Note that the output is a packed word. If needed, a pack instruction can be used to convert the result to 16-bit (thereby matching the format of the input).

5.7 Absolute Difference of Unsigned Numbers

This example computes the absolute difference of two unsigned numbers. It assumes an unsigned packed-byte data type. Here, we make use of the subtract instruction with unsigned saturation. This instruction receives UNSIGNED operands and subtracts them with UNSIGNED saturation. This support exists only for packed bytes and packed words, NOT for packed dwords.

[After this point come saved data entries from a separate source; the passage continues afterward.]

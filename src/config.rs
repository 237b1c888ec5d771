// MIT License - Copyright (c) 2026 Peter Wright
// Client configuration

use std::time::Duration;

use crate::constants::DEFAULT_PORT;

/// Configuration for connecting to a spa controller.
///
/// Every timing is in milliseconds to keep the struct trivially
/// serialisable by hosts; the `*_interval()` style accessors convert.
#[derive(Debug, Clone, PartialEq, Eq)]
pub struct SpaConfig {
    /// Controller IP address or host name
    pub host: String,
    /// Controller TCP port (default: 4257)
    pub port: u16,
    /// Delay before reconnecting after a transport error (default: 20000)
    pub reconnect_delay_ms: u64,
    /// Give up on a TCP connect after this long (default: 10000)
    pub connect_timeout_ms: u64,
    /// Liveness check period; a period without any status frame forces a
    /// reconnect (default: 60000)
    pub liveness_interval_ms: u64,
    /// First fault log request after connecting (default: 5000)
    pub fault_check_delay_ms: u64,
    /// Fault log request period (default: 600000)
    pub fault_check_interval_ms: u64,
    /// Configuration request delay after connecting (default: 15000)
    pub config_request_delay_ms: u64,
    /// Spacing between discovery panel requests (default: 1000)
    pub panel_request_stagger_ms: u64,
    /// Pause between button presses (default: 1000)
    pub press_interval_ms: u64,
    /// Lifetime of a partial frame (default: 1000)
    pub fragment_timeout_ms: u64,
    /// Report an unchanged status after this long anyway (default: 60000)
    pub keep_fresh_ms: u64,
    /// Maximum presses for one temperature change (default: 60)
    pub max_temperature_steps: u32,
    /// Broadcast event channel capacity (default: 64)
    pub event_capacity: usize,
}

impl Default for SpaConfig {
    fn default() -> Self {
        Self {
            host: "192.168.0.100".to_string(),
            port: DEFAULT_PORT,
            reconnect_delay_ms: 20_000,
            connect_timeout_ms: 10_000,
            liveness_interval_ms: 60_000,
            fault_check_delay_ms: 5_000,
            fault_check_interval_ms: 600_000,
            config_request_delay_ms: 15_000,
            panel_request_stagger_ms: 1_000,
            press_interval_ms: 1_000,
            fragment_timeout_ms: 1_000,
            keep_fresh_ms: 60_000,
            max_temperature_steps: 60,
            event_capacity: 64,
        }
    }
}

impl SpaConfig {
    /// Create a new config builder starting from defaults.
    pub fn builder() -> SpaConfigBuilder {
        SpaConfigBuilder::default()
    }

    /// `host:port` for `TcpStream::connect`.
    pub fn address(&self) -> String {
        format!("{}:{}", self.host, self.port)
    }

    pub fn reconnect_delay(&self) -> Duration {
        Duration::from_millis(self.reconnect_delay_ms)
    }

    pub fn connect_timeout(&self) -> Duration {
        Duration::from_millis(self.connect_timeout_ms)
    }

    pub fn liveness_interval(&self) -> Duration {
        Duration::from_millis(self.liveness_interval_ms)
    }

    pub fn fault_check_delay(&self) -> Duration {
        Duration::from_millis(self.fault_check_delay_ms)
    }

    pub fn fault_check_interval(&self) -> Duration {
        Duration::from_millis(self.fault_check_interval_ms)
    }

    pub fn config_request_delay(&self) -> Duration {
        Duration::from_millis(self.config_request_delay_ms)
    }

    pub fn panel_request_stagger(&self) -> Duration {
        Duration::from_millis(self.panel_request_stagger_ms)
    }

    pub fn press_interval(&self) -> Duration {
        Duration::from_millis(self.press_interval_ms)
    }

    pub fn fragment_timeout(&self) -> Duration {
        Duration::from_millis(self.fragment_timeout_ms)
    }

    pub fn keep_fresh(&self) -> Duration {
        Duration::from_millis(self.keep_fresh_ms)
    }
}

/// Builder for SpaConfig.
#[derive(Debug, Clone, Default)]
pub struct SpaConfigBuilder {
    config: SpaConfig,
}

impl SpaConfigBuilder {
    pub fn host(mut self, host: impl Into<String>) -> Self {
        self.config.host = host.into();
        self
    }

    pub fn port(mut self, port: u16) -> Self {
        self.config.port = port;
        self
    }

    pub fn reconnect_delay_ms(mut self, ms: u64) -> Self {
        self.config.reconnect_delay_ms = ms;
        self
    }

    pub fn connect_timeout_ms(mut self, ms: u64) -> Self {
        self.config.connect_timeout_ms = ms;
        self
    }

    pub fn liveness_interval_ms(mut self, ms: u64) -> Self {
        self.config.liveness_interval_ms = ms;
        self
    }

    pub fn fault_check_delay_ms(mut self, ms: u64) -> Self {
        self.config.fault_check_delay_ms = ms;
        self
    }

    pub fn fault_check_interval_ms(mut self, ms: u64) -> Self {
        self.config.fault_check_interval_ms = ms;
        self
    }

    pub fn config_request_delay_ms(mut self, ms: u64) -> Self {
        self.config.config_request_delay_ms = ms;
        self
    }

    pub fn panel_request_stagger_ms(mut self, ms: u64) -> Self {
        self.config.panel_request_stagger_ms = ms;
        self
    }

    pub fn press_interval_ms(mut self, ms: u64) -> Self {
        self.config.press_interval_ms = ms;
        self
    }

    pub fn fragment_timeout_ms(mut self, ms: u64) -> Self {
        self.config.fragment_timeout_ms = ms;
        self
    }

    pub fn keep_fresh_ms(mut self, ms: u64) -> Self {
        self.config.keep_fresh_ms = ms;
        self
    }

    pub fn max_temperature_steps(mut self, steps: u32) -> Self {
        self.config.max_temperature_steps = steps;
        self
    }

    pub fn event_capacity(mut self, capacity: usize) -> Self {
        self.config.event_capacity = capacity;
        self
    }

    pub fn build(self) -> SpaConfig {
        self.config
    }
}

#[cfg(test)]
mod tests {
    use super::*;

    #[test]
    fn test_defaults() {
        let config = SpaConfig::default();
        assert_eq!(config.port, 4257);
        assert_eq!(config.reconnect_delay(), Duration::from_secs(20));
        assert_eq!(config.liveness_interval(), Duration::from_secs(60));
        assert_eq!(config.fault_check_interval(), Duration::from_secs(600));
        assert_eq!(config.fragment_timeout(), Duration::from_secs(1));
        assert_eq!(config.max_temperature_steps, 60);
    }

    #[test]
    fn test_config_builder() {
        let config = SpaConfig::builder()
            .host("10.0.0.7")
            .port(4258)
            .reconnect_delay_ms(500)
            .press_interval_ms(250)
            .build();

        assert_eq!(config.address(), "10.0.0.7:4258");
        assert_eq!(config.reconnect_delay(), Duration::from_millis(500));
        assert_eq!(config.press_interval(), Duration::from_millis(250));
        assert_eq!(config.keep_fresh_ms, 60_000);
    }
}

Input:	MM0:  source operand
	MM1:  source operand

Output: MM0: The absolute difference of the unsigned operands

MOVQ		MM2, MM0     	; make a copy of MM0
PSUBUSB		MM0, MM1 	; compute difference one way
PSUBUSB		MM1, MM2  	; compute difference the other way
POR		MM0, MM1     	; OR them together

This example will not work if the operands are signed. See the next example for signed absolute differences.

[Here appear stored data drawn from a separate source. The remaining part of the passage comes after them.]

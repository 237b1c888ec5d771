// MIT License - Copyright (c) 2026 Peter Wright
// Deadline queue for the session's delayed and periodic work

use std::cmp::{Ordering, Reverse};
use std::collections::BinaryHeap;
use std::time::{Duration, Instant};

use crate::control::ControlTarget;
use crate::protocol::Request;

/// Work the session does later.
#[derive(Debug, Clone, Copy, PartialEq, Eq)]
pub enum Task {
    /// Send a request frame.
    Send(Request),
    /// Ask for the fault log, then re-arm.
    FaultCheck,
    /// Check a status frame arrived since the last check, then re-arm.
    LivenessCheck,
    /// Try connecting again.
    Reconnect,
    /// Advance the in-flight job for this target.
    AdvanceJob(ControlTarget),
}

#[derive(Debug)]
struct Entry {
    at: Instant,
    seq: u64,
    task: Task,
}

// Ordered by (deadline, insertion); the task itself plays no part.
impl PartialEq for Entry {
    fn eq(&self, other: &Self) -> bool {
        (self.at, self.seq) == (other.at, other.seq)
    }
}

impl Eq for Entry {}

impl PartialOrd for Entry {
    fn partial_cmp(&self, other: &Self) -> Option<Ordering> {
        Some(self.cmp(other))
    }
}

impl Ord for Entry {
    fn cmp(&self, other: &Self) -> Ordering {
        (self.at, self.seq).cmp(&(other.at, other.seq))
    }
}

/// Min-heap of tasks keyed by deadline. Tasks with equal deadlines come out
/// in the order they were scheduled.
#[derive(Debug, Default)]
pub struct Scheduler {
    heap: BinaryHeap<Reverse<Entry>>,
    seq: u64,
}

impl Scheduler {
    pub fn new() -> Self {
        Self::default()
    }

    pub fn schedule_at(&mut self, at: Instant, task: Task) {
        self.seq += 1;
        self.heap.push(Reverse(Entry {
            at,
            seq: self.seq,
            task,
        }));
    }

    pub fn schedule_in(&mut self, now: Instant, delay: Duration, task: Task) {
        self.schedule_at(now + delay, task);
    }

    /// Earliest pending deadline.
    pub fn next_deadline(&self) -> Option<Instant> {
        self.heap.peek().map(|Reverse(e)| e.at)
    }

    /// Remove and return the earliest task if it is due.
    pub fn pop_due(&mut self, now: Instant) -> Option<Task> {
        if self.next_deadline()? > now {
            return None;
        }
        self.heap.pop().map(|Reverse(e)| e.task)
    }

    /// Drop every pending task.
    pub fn cancel_all(&mut self) {
        self.heap.clear();
    }

    /// Drop the tasks matching `pred`.
    pub fn cancel(&mut self, mut pred: impl FnMut(&Task) -> bool) {
        self.heap.retain(|Reverse(e)| !pred(&e.task));
    }

    /// Count the tasks matching `pred`.
    pub fn count(&self, mut pred: impl FnMut(&Task) -> bool) -> usize {
        self.heap.iter().filter(|Reverse(e)| pred(&e.task)).count()
    }
}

5.8 Absolute Difference of Signed Numbers

This example computes the absolute difference of two signed numbers. There is no MMX technology instruction subtract which receives SIGNED operands and subtracts them with UNSIGNED saturation. The technique used here is to first sort the corresponding elements of the input operands into packed-words of the maxima values, and packed-words of the minima values. Then the minima values are subtracted from the maxima values to generate the required absolute difference. The key is a fast sorting technique which uses the fact that B= XOR(A, XOR(A,B)) and A = XOR(A,0). Thus in a packed data type, having some elements being XOR(A,B) and some being 0, you could XOR such an operand with A and receive in some places values of A and in some values of B. The following examples assume a packed-word data type, each element being a signed value.

Input:	MM0: signed source operand
	MM1: signed source operand

Output:	MM0: The absolute difference of the signed operands

MOVQ		MM2, MM0	; make a copy of source1 (A)
PCMPGTW		MM0, MM1	; create mask of source1>source2 (A>B)
MOVQ		MM4, MM2	; make another copy of A
PXOR		MM2, MM1	; Create the intermediate value of the swap
				; operation - XOR(A,B)
PAND		MM2, MM0	; create a mask of  0s and XOR(A,B)
				; elements. Where A>B there will be a value
				; XOR(A,B) and where A<=B there will be 0.
MOVQ		MM3, MM2	; make a copy of the swap mask
PXOR		MM4, MM2	; This is the minima - XOR(A, swap mask)
PXOR		MM1, MM3	; This is the maxima - XOR(B, swap mask)
PSUBW		MM1, MM4	; absolute difference = maxima-minima

5.9 Absolute Value

To compute |x|, where x is signed. This example assumes signed words to be the operands.

Input: MM0 : signed source operand

Output:	MM1 : ABS(MM0)

MOVQ	MM1, MM0	; make a copy of x
PSRAW	MM0,15		; replicate sign bit (use 31 if doing
			; DWORDS)
PXOR	MM0, MM1	; take 1's complement of just the
			; negative fields
PSUBS	MM1, MM0	; add 1 to just the negative fields

Note that the absolute value of the most negative number (that is, 8000 hex for 16-bit) does not fit, but this code does something reasonable for this case; it gives 7fff which is off by one.

5.10 Clipping Signed Numbers to an Arbitrary Signed Range [HIGH, LOW]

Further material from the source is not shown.